I guess that would be writing 12 new Propeller programs, without having to buy new hardware, based on what you have.
If there is one, please share it. My step #3 always seems to turn into "buy another microcontroller". I blame it on my embedded software.
I'm trying to be good! Now everything seems to plug into a Raspberry Pi....so I just buy more of those!!!
Thank you for the nice words of encouragement and support. Jeff, Gordon and Ken and also Parallax supporting the Kickstarter in Facebook, in person and in this forum.
Yes, the ST EDU board is compatible with Boe-Bot, Activity-Bot, Shield-bot, etc. In fact, all these robots use the same chassis. SimplyTronics buys from Parallax the wheels, servos, chassis and hardware packs.
ST EDU puts together three boards in one.
1- The BOE-Shield, to make it convenient to be used with Parallax tutorials.
2- Integrated Arduino UNO compatible microcontroller (so it doesn't need to be plugged in the bottom of the Shield). This has several advantages, like reducing cost for schools and students and removing the possibility that they would get an Arduino-"compatible" board that would not work, being able to control power with the main board power switch, etc.
3- Power management circuit and rechargeable battery holder. The batteries recharge as soon as a USB cable is connected or if the board is plugged to a wall-wart. The board takes power from USB so not batteries are necessary for breadboard projects while connected to USB.
Many local schools in this Eastern WA State region signed up with PLTW (Project Lead the Way) and use RobotC in most of their classes, so they had to stick with Arduino and could not use the BASIC Stamp or Propeller versions. With this platform, most schools in the area can participate in a local robotics competition, regardless of the programming platform they use in their classes (RobotC or Arduino software).

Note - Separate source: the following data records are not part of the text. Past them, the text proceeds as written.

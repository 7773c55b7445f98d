use actix_web::dev::Server;
use actix_web::{web, App, HttpResponse, HttpServer, Responder};
use prometheus::{Encoder, Registry, TextEncoder};
use std::sync::Arc;

/// Bind the metrics HTTP server. The returned server must be awaited or
/// spawned by the caller.
pub fn start_metrics_server(registry: Arc<Registry>, port: u16) -> std::io::Result<Server> {
    tracing::info!(port, "Starting metrics server on http://0.0.0.0:{}/metrics", port);

    let server = HttpServer::new(move || {
        App::new()
            .app_data(web::Data::new(registry.clone()))
            .route("/metrics", web::get().to(metrics_handler))
            .route("/health", web::get().to(health_handler))
    })
    .workers(1)
    .bind(("0.0.0.0", port))?
    .run();

    Ok(server)
}

async fn metrics_handler(registry: web::Data<Arc<Registry>>) -> impl Responder {
    let encoder = TextEncoder::new();
    let metric_families = registry.gather();

    let mut buffer = Vec::new();
    if let Err(e) = encoder.encode(&metric_families, &mut buffer) {
        tracing::error!(error = %e, "Failed to encode metrics");
        return HttpResponse::InternalServerError().finish();
    }

    HttpResponse::Ok()
        .content_type("text/plain; version=0.0.4")
        .body(buffer)
}

async fn health_handler() -> impl Responder {
    HttpResponse::Ok().json(serde_json::json!({
        "status": "healthy",
        "service": "order-console"
    }))
}

#[cfg(test)]
mod tests {
    use super::*;
    use actix_web::{body::to_bytes, test as actix_test};
    use prometheus::IntCounter;

    #[actix_web::test]
    async fn test_metrics_endpoint_renders_registry() {
        let registry = Registry::new();
        let counter = IntCounter::new("demo_total", "demo").unwrap();
        registry.register(Box::new(counter.clone())).unwrap();
        counter.inc();

        let app = actix_test::init_service(
            App::new()
                .app_data(web::Data::new(Arc::new(registry)))
                .route("/metrics", web::get().to(metrics_handler))
                .route("/health", web::get().to(health_handler)),
        )
        .await;

        let request = actix_test::TestRequest::get().uri("/metrics").to_request();
        let response = actix_test::call_service(&app, request).await;
        assert!(response.status().is_success());
        let body = to_bytes(response.into_body()).await.unwrap();
        assert!(String::from_utf8_lossy(&body).contains("demo_total 1"));

        let request = actix_test::TestRequest::get().uri("/health").to_request();
        let response = actix_test::call_service(&app, request).await;
        assert!(response.status().is_success());
    }
}
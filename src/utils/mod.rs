pub mod cancellable;
pub mod debounce;

pub use cancellable::{until_cancelled, FetchToken, TaskSlot};
pub use debounce::Debouncer;
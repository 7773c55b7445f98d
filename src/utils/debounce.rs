use std::time::Duration;
use tokio::task::JoinHandle;
use tokio::time::sleep;

// ============================================================================
// Trailing-Edge Debounce
// ============================================================================
//
// Every call restarts the quiet period. Only the last call within a burst
// fires, once `delay` has passed without another call.
//
// Each call gets a generation number. The fire callback receives it so the
// receiver can drop a tick that was already in flight when newer input
// arrived (`is_current`).
//
// ============================================================================

pub struct Debouncer {
    delay: Duration,
    generation: u64,
    pending: Option<JoinHandle<()>>,
}

impl Debouncer {
    pub fn new(delay: Duration) -> Self {
        Self {
            delay,
            generation: 0,
            pending: None,
        }
    }

    pub fn delay(&self) -> Duration {
        self.delay
    }

    /// Restart the timer. `fire` runs after the quiet period unless
    /// superseded by another call or `cancel`.
    pub fn call<F>(&mut self, fire: F) -> u64
    where
        F: FnOnce(u64) + Send + 'static,
    {
        let restarted = self.abort_pending();
        self.generation += 1;
        let generation = self.generation;
        let delay = self.delay;

        tracing::trace!(generation, restarted, delay_ms = delay.as_millis() as u64, "Debounce timer armed");

        self.pending = Some(tokio::spawn(async move {
            sleep(delay).await;
            fire(generation);
        }));

        generation
    }

    /// Drop any pending tick and retire the current generation, so a tick
    /// that already fired but was not handled yet reads as stale. Returns
    /// whether one was still waiting.
    pub fn cancel(&mut self) -> bool {
        self.generation += 1;
        self.abort_pending()
    }

    fn abort_pending(&mut self) -> bool {
        match self.pending.take() {
            Some(handle) => {
                let was_pending = !handle.is_finished();
                handle.abort();
                was_pending
            }
            None => false,
        }
    }

    /// Whether `generation` belongs to the latest call.
    pub fn is_current(&self, generation: u64) -> bool {
        generation == self.generation
    }

    pub fn is_pending(&self) -> bool {
        self.pending.as_ref().is_some_and(|handle| !handle.is_finished())
    }
}

impl Drop for Debouncer {
    fn drop(&mut self) {
        self.cancel();
    }
}

#[cfg(test)]
mod tests {
    use super::*;
    use tokio::sync::mpsc;
    use tokio::time::advance;

    #[tokio::test(start_paused = true)]
    async fn test_burst_fires_once_with_last_generation() {
        let (tx, mut rx) = mpsc::unbounded_channel();
        let mut debouncer = Debouncer::new(Duration::from_millis(800));

        for _ in 0..3 {
            let tx = tx.clone();
            debouncer.call(move |generation| {
                let _ = tx.send(generation);
            });
            advance(Duration::from_millis(300)).await;
        }

        // 300ms after the last call: still quiet
        assert!(rx.try_recv().is_err());

        sleep(Duration::from_millis(600)).await;
        assert_eq!(rx.try_recv().unwrap(), 3);
        assert!(rx.try_recv().is_err());
        assert!(debouncer.is_current(3));
    }

    #[tokio::test(start_paused = true)]
    async fn test_spaced_calls_each_fire() {
        let (tx, mut rx) = mpsc::unbounded_channel();
        let mut debouncer = Debouncer::new(Duration::from_millis(100));

        for _ in 0..2 {
            let tx = tx.clone();
            debouncer.call(move |generation| {
                let _ = tx.send(generation);
            });
            sleep(Duration::from_millis(150)).await;
        }

        assert_eq!(rx.try_recv().unwrap(), 1);
        assert_eq!(rx.try_recv().unwrap(), 2);
    }

    #[tokio::test(start_paused = true)]
    async fn test_cancel_prevents_fire() {
        let (tx, mut rx) = mpsc::unbounded_channel::<u64>();
        let mut debouncer = Debouncer::new(Duration::from_millis(100));

        debouncer.call(move |generation| {
            let _ = tx.send(generation);
        });
        assert!(debouncer.is_pending());
        assert!(debouncer.cancel());

        sleep(Duration::from_millis(200)).await;
        assert!(rx.try_recv().is_err());
        assert!(!debouncer.is_pending());
    }

    #[tokio::test(start_paused = true)]
    async fn test_stale_generation_detected() {
        let mut debouncer = Debouncer::new(Duration::from_millis(50));
        let first = debouncer.call(|_| {});
        let second = debouncer.call(|_| {});

        assert!(!debouncer.is_current(first));
        assert!(debouncer.is_current(second));
    }

    #[tokio::test(start_paused = true)]
    async fn test_cancel_retires_fired_generation() {
        let (tx, mut rx) = mpsc::unbounded_channel();
        let mut debouncer = Debouncer::new(Duration::from_millis(50));

        debouncer.call(move |generation| {
            let _ = tx.send(generation);
        });
        sleep(Duration::from_millis(100)).await;

        // Fired, but the receiver has not handled it yet
        let fired = rx.try_recv().unwrap();
        assert!(debouncer.is_current(fired));

        debouncer.cancel();
        assert!(!debouncer.is_current(fired));
    }
}
use chrono::{Months, NaiveDate, NaiveDateTime, NaiveTime};
use serde::{Deserialize, Serialize};
use std::collections::BTreeSet;
use uuid::Uuid;

use super::value_objects::{OrderMode, PageSize, SortSpec, StatusCode};

// ============================================================================
// Filter State Store
// ============================================================================
//
// Holds the query the user is constructing. Every mutation goes through
// `FilterState::apply`, which also resets pagination. Whether a change is
// fetched immediately or after the search debounce is reported back to the
// caller as a `FilterEffect`.
//
// ============================================================================

/// Inclusive date bounds. Both must be present before the query is fetchable.
#[derive(Debug, Clone, Copy, PartialEq, Eq, Default, Serialize, Deserialize)]
pub struct DateRange {
    pub start: Option<NaiveDateTime>,
    pub end: Option<NaiveDateTime>,
}

impl DateRange {
    pub fn bounds(&self) -> Option<(NaiveDateTime, NaiveDateTime)> {
        match (self.start, self.end) {
            (Some(start), Some(end)) => Some((start, end)),
            _ => None,
        }
    }
}

fn start_of_day(date: NaiveDate) -> NaiveDateTime {
    date.and_time(NaiveTime::default())
}

fn end_of_day(date: NaiveDate) -> NaiveDateTime {
    date.and_hms_opt(23, 59, 59)
        .unwrap_or_else(|| start_of_day(date))
}

#[derive(Debug, Clone, PartialEq, Serialize, Deserialize)]
pub struct FilterState {
    pub search: String,
    pub date_range: DateRange,
    /// Empty means "all statuses".
    pub statuses: BTreeSet<StatusCode>,
    pub category_id: Option<Uuid>,
    pub provider_id: Option<Uuid>,
    pub service_id: Option<Uuid>,
    pub user_id: Option<Uuid>,
    pub mode: OrderMode,
    pub source: Option<String>,
    pub sort: SortSpec,
    pub show_negative_profit: bool,
    pub page: u32,
    pub page_size: PageSize,
}

/// A single field update. This is the only way the filter changes.
#[derive(Debug, Clone, PartialEq)]
pub enum FilterField {
    Search(String),
    DateStart(Option<NaiveDate>),
    DateEnd(Option<NaiveDate>),
    /// `None` selects "All"; `Some` toggles that status.
    Status(Option<StatusCode>),
    Category(Option<Uuid>),
    Provider(Option<Uuid>),
    Service(Option<Uuid>),
    User(Option<Uuid>),
    Mode(OrderMode),
    Source(Option<String>),
    Sort(SortSpec),
    ShowNegativeProfit(bool),
    Page(u32),
    PageSize(PageSize),
}

impl FilterField {
    pub fn name(&self) -> &'static str {
        match self {
            FilterField::Search(_) => "search",
            FilterField::DateStart(_) => "date_start",
            FilterField::DateEnd(_) => "date_end",
            FilterField::Status(_) => "status",
            FilterField::Category(_) => "category",
            FilterField::Provider(_) => "provider",
            FilterField::Service(_) => "service",
            FilterField::User(_) => "user",
            FilterField::Mode(_) => "mode",
            FilterField::Source(_) => "source",
            FilterField::Sort(_) => "sort",
            FilterField::ShowNegativeProfit(_) => "show_negative_profit",
            FilterField::Page(_) => "page",
            FilterField::PageSize(_) => "page_size",
        }
    }
}

/// How a filter change propagates to the fetch orchestrator.
#[derive(Debug, Clone, Copy, PartialEq, Eq)]
pub enum FilterEffect {
    Immediate,
    Debounced,
}

/// Knobs for the state a controller starts from and resets to.
#[derive(Debug, Clone, Copy, PartialEq, Eq)]
pub struct FilterDefaults {
    pub lookback_months: u32,
    pub page_size: PageSize,
}

impl Default for FilterDefaults {
    fn default() -> Self {
        Self {
            lookback_months: 3,
            page_size: PageSize::default(),
        }
    }
}

impl FilterDefaults {
    pub fn build(&self, today: NaiveDate) -> FilterState {
        FilterState::defaults(today, self.lookback_months, self.page_size)
    }
}

impl FilterState {
    pub fn defaults(today: NaiveDate, lookback_months: u32, page_size: PageSize) -> Self {
        let start = today
            .checked_sub_months(Months::new(lookback_months))
            .unwrap_or(today);

        Self {
            search: String::new(),
            date_range: DateRange {
                start: Some(start_of_day(start)),
                end: Some(end_of_day(today)),
            },
            statuses: BTreeSet::new(),
            category_id: None,
            provider_id: None,
            service_id: None,
            user_id: None,
            mode: OrderMode::All,
            source: None,
            sort: SortSpec::default(),
            show_negative_profit: false,
            page: 1,
            page_size,
        }
    }

    /// Apply one field update.
    pub fn apply(&mut self, field: FilterField) -> FilterEffect {
        let effect = match field {
            FilterField::Search(_) => FilterEffect::Debounced,
            _ => FilterEffect::Immediate,
        };

        self.page = 1;

        match field {
            FilterField::Search(text) => self.search = text,
            FilterField::DateStart(date) => self.set_start(date),
            FilterField::DateEnd(date) => self.date_range.end = date.map(end_of_day),
            FilterField::Status(status) => self.toggle_status(status),
            FilterField::Category(id) => self.category_id = id,
            FilterField::Provider(id) => self.provider_id = id,
            FilterField::Service(id) => self.service_id = id,
            FilterField::User(id) => self.user_id = id,
            FilterField::Mode(mode) => self.mode = mode,
            FilterField::Source(source) => {
                self.source = source.filter(|s| !s.trim().is_empty());
            }
            FilterField::Sort(sort) => self.sort = sort,
            FilterField::ShowNegativeProfit(on) => self.show_negative_profit = on,
            FilterField::Page(page) => self.page = page.max(1),
            FilterField::PageSize(size) => self.page_size = size,
        }

        effect
    }

    fn set_start(&mut self, date: Option<NaiveDate>) {
        let Some(date) = date else {
            self.date_range.start = None;
            return;
        };

        let start = start_of_day(date);
        self.date_range.start = Some(start);

        if let Some(end) = self.date_range.end {
            if start > end {
                self.date_range.end = Some(end_of_day(date));
            }
        }
    }

    fn toggle_status(&mut self, status: Option<StatusCode>) {
        match status {
            None => self.statuses.clear(),
            Some(status) if self.statuses.contains(&status) => {
                self.statuses.remove(&status);
            }
            Some(status) => {
                self.statuses.clear();
                self.statuses.insert(status);
            }
        }
    }

    /// The query is fetchable only when both date bounds are set.
    pub fn is_ready(&self) -> bool {
        self.date_range.bounds().is_some()
    }

    /// True when the status filter holds exactly `status` and nothing else.
    pub fn status_filter_is_only(&self, status: StatusCode) -> bool {
        self.statuses.len() == 1 && self.statuses.contains(&status)
    }

    pub fn offset(&self) -> u64 {
        u64::from(self.page.saturating_sub(1)) * u64::from(self.page_size.get())
    }
}

// ============================================================================
// Unit Tests
// ============================================================================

As Erco noticed, the Kickstarter value was very low and we actually used the Kickstarter campaign to promote the upcoming robot. SimplyTronics tends to stay behind the scenes manufacturing products for other companies. Even for the products we make as SimplyTronics, we sell most of them through distributors and not directly to customers. The Kickstarter was intended to bring exposure to the product since it will be sold mostly directly from SimplyTronics.
Most of the schools we are working with, could not order through the Kickstarter though (jumping too many hoops with Kickstarter and Amazon payments). They are ordering directly from SimplyTronics (direct sales were about 5 times what the Kickstarter campaign gathered).
Let me know if you have any questions.
Ari
Looks like Swedish army knife - impressive but useless.
(I did have a lot of use for my old Victorinox for many years though - wouldn't call it useless)
This is the knife most often caleld a Swedish Army Knife:
http://www.expeditionportal.com/forum/threads/31029-Bushcraft-knife-knives?p=450722#post450722
(I don't have that one, but the Mora 2000 pictured beneath is always with me on fishing trips and camping)
You'd be hard pressed to find better steel, really.
Hint: Swiss/Switzerland is just north of Italy, Swede/Sweden is between Norway and Finland up in Scandinavia.
Proper meatballs have at least twice the diameter and a coarser texture.
Even their sauce is too wimpy.
Meatballs in brown sauce, with potatoes and green peas is one of my favorites...
Good job guys!
I'll take good old eye-talian meatballs in a nice gravy over linguini - YUM!